_SUPPLIED ENTRIES:_

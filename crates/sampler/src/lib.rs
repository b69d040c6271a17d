//! # `kanshi-sampler` - 周期采样与告警
//!
//! 价格监控的后台心脏：以固定周期抓取当前价格、落库样本、
//! 对照阈值配置并在越界时投递告警。
//! 采样器是独立的可调度单元：`run_cycle` 可被同步 await 地单次调用（测试友好），
//! `start`/`stop` 管理周期性后台任务的生命周期。

pub mod sampler;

_WHAT YOU NEED TO DO:_ Reply with an exact transcription of the material above.

_SOLVED EXERCISE:_
filename crates/sampler/src/lib.rs
repository b69d040c6271a17d
//! # `kanshi-sampler` - 周期采样与告警
//!
//! 价格监控的后台心脏：以固定周期抓取当前价格、落库样本、
//! 对照阈值配置并在越界时投递告警。
//! 采样器是独立的可调度单元：`run_cycle` 可被同步 await 地单次调用（测试友好），
//! `start`/`stop` 管理周期性后台任务的生命周期。

pub mod sampler;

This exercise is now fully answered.